In these works, Tang often appeared in full frontal nudity, which sparked controversy in Chinese society at the time. Starting from the publication of her second book, Tang Jiali Art Nude Photography, in 2004, her photos gained significant attention and became highly searched in search engine Baidu.

==Nude art photography==
===Tang Jiali Art Nude Photography===
In September 2002, Tang published her first photography collection, Tang Jiali Art Nude Photography, with the aim of preserving her beauty of youth. Although it gained significant attention, it also faced criticism and backlash, leading to pressure and debates over whether her work was considered art or pornography. As a result of her work, Tang lost her job with the Eastern Song and Dance Troupe, and her job opportunities were restricted. She mentioned that her father initially opposed her nude modeling but later came to understand and forgive her.

====Legal disputes====
Before the publication of her book, Tang claimed that she designed 90% of the poses in her first photography collection. However, after the book was published, she stated that she was forced into the process. The photographer, Zhang Xulong, contradicted her claims, stating that he was responsible for the creative design of the poses and that Tang voluntarily signed a contract for the photoshoot. This dispute led to legal issues between Zhang Xulong and People's Fine Arts Publishing House. Eventually, the publishing house was ordered to publicly apologize to Zhang Xulong and stop using Tang's name as the author in reprints. Some photos in the book were edited by Tang without Zhang Xulong's authorization, leading to a copyright dispute between her and Zhang Xulong, resulting in Tang being ordered to compensate Zhang Xulong and apologize.

==== Reception ====
Photographer Zhang Xulong expressed confusion over the criticism of Tang Jiali Art Nude Photography. He believed it was a legitimate art nude work, emphasizing the importance of a proper appreciation attitude. The book's editor, Guan Hong, considered that Tang's choices in attire and black-and-white photography demonstrated innovative and avant-garde ideas. Some reviewers found Tang's photos to exude an Eastern charm, characterized by elegance, naturalness, and a calm expression. Although her work explored female beauty and sensuality, it prioritized a natural, gentle, and aesthetic portrayal, avoiding overtly sexual associations.

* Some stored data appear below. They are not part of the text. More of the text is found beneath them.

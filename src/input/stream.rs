//! Externally fed producer
//!
//! Wraps a device or sensor callback that delivers samples in chunks of
//! arbitrary size. Samples accumulate until a full block is available, then
//! the block is published. With trigger detection enabled, each block starts
//! at a trigger point.
//!
//! # Example
//!
//! ```
//! use std::cell::RefCell;
//! use std::rc::Rc;
//! use wavegraph_dsp::input::stream::StreamInput;
//! use wavegraph_dsp::input::Input;
//! use wavegraph_dsp::signal::SignalBufferState;
//!
//! let mut input = StreamInput::new(48000, 4)?;
//! let state = Rc::new(RefCell::new(SignalBufferState::new()));
//! input.add_input_listener(state.clone())?;
//! input.initialise()?;
//! input.start()?;
//!
//! // A callback delivers 6 samples: one full block goes out, 2 wait
//! assert_eq!(input.push(&[0.1, 0.2, 0.3, 0.4, 0.5, 0.6])?, 1);
//! assert_eq!(state.borrow().buffer(), &[0.1, 0.2, 0.3, 0.4]);
//! assert_eq!(input.pending(), 2);
//! # Ok::<(), wavegraph_dsp::GraphError>(())
//! ```

use super::lifecycle::InputCore;
use super::trigger::TriggerDetection;
use super::{Input, InputState};
use crate::error::GraphError;
use crate::preprocessing::channel_mixer::{downmix, ChannelMixMode};

/// Accumulates incoming samples and hands them out block by block
#[derive(Debug, Default)]
struct BlockAccumulator {
    data: Vec<f32>,
    position: usize,
    /// Last sample published or skipped, kept across pushes
    last_consumed: Option<f32>,
}

impl BlockAccumulator {
    fn push(&mut self, samples: &[f32]) {
        if self.position > 0 {
            self.data.drain(..self.position);
            self.position = 0;
        }
        self.data.extend_from_slice(samples);
    }

    fn available(&self) -> usize {
        self.data.len() - self.position
    }

    fn remaining(&self) -> &[f32] {
        &self.data[self.position..]
    }

    fn skip(&mut self, count: usize) {
        let next = (self.position + count).min(self.data.len());
        if next > self.position {
            self.last_consumed = Some(self.data[next - 1]);
        }
        self.position = next;
    }

    fn last_consumed(&self) -> Option<f32> {
        self.last_consumed
    }

    /// Next `size` samples, advancing past them
    fn next_block(&mut self, size: usize) -> Option<&[f32]> {
        if self.available() < size {
            return None;
        }
        let start = self.position;
        self.position += size;
        if size > 0 {
            self.last_consumed = Some(self.data[start + size - 1]);
        }
        Some(&self.data[start..start + size])
    }

    fn clear(&mut self) {
        self.data.clear();
        self.position = 0;
        self.last_consumed = None;
    }
}

/// Producer fed by an external callback
#[derive(Debug)]
pub struct StreamInput {
    core: InputCore,
    sample_rate: u32,
    trigger: Option<TriggerDetection>,
    pending: BlockAccumulator,
}

impl StreamInput {
    /// Create an input at `sample_rate` publishing `block_size`-sample buffers
    ///
    /// # Errors
    ///
    /// Returns `InvalidInput` if `sample_rate` or `block_size` is 0.
    pub fn new(sample_rate: u32, block_size: usize) -> Result<Self, GraphError> {
        if sample_rate == 0 {
            return Err(GraphError::InvalidInput(
                "Sample rate must be > 0".to_string(),
            ));
        }

        Ok(Self {
            core: InputCore::new("stream input", block_size)?,
            sample_rate,
            trigger: None,
            pending: BlockAccumulator::default(),
        })
    }

    /// Align published blocks to `trigger`
    pub fn with_trigger_detection(mut self, trigger: TriggerDetection) -> Self {
        self.trigger = Some(trigger);
        self
    }

    /// Enable, change or disable trigger alignment
    pub fn set_trigger_detection(&mut self, trigger: Option<TriggerDetection>) {
        log::debug!("stream input: trigger {:?}", trigger);
        self.trigger = trigger;
    }

    /// Samples received but not yet published
    pub fn pending(&self) -> usize {
        self.pending.available()
    }

    /// Feed mono samples; returns the number of blocks published
    ///
    /// While initialised or stopped, samples are discarded.
    ///
    /// # Errors
    ///
    /// Returns `UsageError` before `initialise()` or after `destroy()`.
    pub fn push(&mut self, samples: &[f32]) -> Result<usize, GraphError> {
        match self.core.state() {
            InputState::Started => {}
            InputState::Initialised | InputState::Stopped => {
                log::debug!("stream input: not started, dropped {} samples", samples.len());
                return Ok(0);
            }
            state => {
                return Err(GraphError::UsageError(format!(
                    "stream input: push() while {:?}",
                    state
                )));
            }
        }

        self.pending.push(samples);

        let mut published = 0;
        while self.publish_next()? {
            published += 1;
        }
        Ok(published)
    }

    /// Feed interleaved multi-channel samples, downmixed to mono first
    pub fn push_interleaved(
        &mut self,
        interleaved: &[f32],
        channels: usize,
        mode: ChannelMixMode,
    ) -> Result<usize, GraphError> {
        let mono = downmix(interleaved, channels, mode)?;
        self.push(&mono)
    }

    /// Publish one block if enough samples are pending
    fn publish_next(&mut self) -> Result<bool, GraphError> {
        let block_size = self.core.block_size();
        let available = self.pending.available();
        if available < block_size {
            return Ok(false);
        }

        if let Some(trigger) = self.trigger {
            // Trigger index i must leave a whole block at i; the last consumed
            // sample is the predecessor of index 0
            let search = &self.pending.remaining()[..available - block_size + 1];
            match trigger.find_after(self.pending.last_consumed(), search) {
                Some(index) => self.pending.skip(index),
                None if available >= 2 * block_size => {
                    if !trigger.auto {
                        // Keep the tail: a trigger may straddle the next chunk
                        self.pending.skip(available - block_size);
                        log::debug!(
                            "stream input: no trigger, discarded {} samples",
                            available - block_size
                        );
                        return Ok(false);
                    }
                    log::debug!("stream input: no trigger within two blocks, free-running");
                }
                None => return Ok(false),
            }
        }

        let block = match self.pending.next_block(block_size) {
            Some(block) => block,
            None => return Ok(false),
        };
        self.core.buffer_mut().copy_from_slice(block);
        self.core.publish()?;
        Ok(true)
    }
}

impl Input for StreamInput {
    fn core(&self) -> &InputCore {
        &self.core
    }

    fn core_mut(&mut self) -> &mut InputCore {
        &mut self.core
    }

    fn sample_rate(&self) -> u32 {
        self.sample_rate
    }

    /// Change the sample rate; pending samples at the old rate are dropped
    fn set_sample_rate(&mut self, sample_rate: u32) -> Result<(), GraphError> {
        if sample_rate == 0 {
            return Err(GraphError::InvalidInput(
                "Sample rate must be > 0".to_string(),
            ));
        }
        if self.core.state() == InputState::Destroyed {
            return Err(GraphError::UsageError(
                "stream input: set_sample_rate() after destroy()".to_string(),
            ));
        }
        if sample_rate != self.sample_rate {
            log::debug!(
                "stream input: sample rate {} -> {} Hz, dropped {} pending samples",
                self.sample_rate,
                sample_rate,
                self.pending.available()
            );
            self.pending.clear();
            self.sample_rate = sample_rate;
        }
        Ok(())
    }

    fn trigger_detection(&self) -> Option<&TriggerDetection> {
        self.trigger.as_ref()
    }

    fn destroy(&mut self) {
        self.pending.clear();
        self.core.destroy();
    }
}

===Tang Jiali Art Nude Photography===
====Motivation of publication====
After the controversy surrounding her first photography collection, and with the consolation and guidance of People's Fine Arts Publishing House leadership, Tang voluntarily created a second art nude collection titled "Tang Jiali Art Nude Photography" to prove that her art was not pornography but genuine art.

====Style transformation====
The photographer for "Tang Jiali Art Nude Photography" was Shi Song, a female editor at People's Fine Arts Publishing House. Tang explained that compared to the dynamic, body language-focused, and tension-oriented style of her first collection by male photographer Zhang Xulong, "Tang Jiali Art Nude Photography" by female photographer Shi Song better portrayed her tender, feminine, and life style, without hesitation in using bolder poses in this collection, due to female photographer didn't have to avoid portraying her sexual side. Some viewers questioned whether the second collection was more pornographic, but Tang defended it as being livelier, more uplifting, and vibrant, rather than more pornographic.

====Critics over professionalism====
Photographer Zhang Xulong, responsible for Tang Jiali Art Nude Photography, argued that Shi Song was not a professional photographer and that the photos in "Tang Jiali Art Nude Photography" had been digitally processed, losing their creative photographic essence.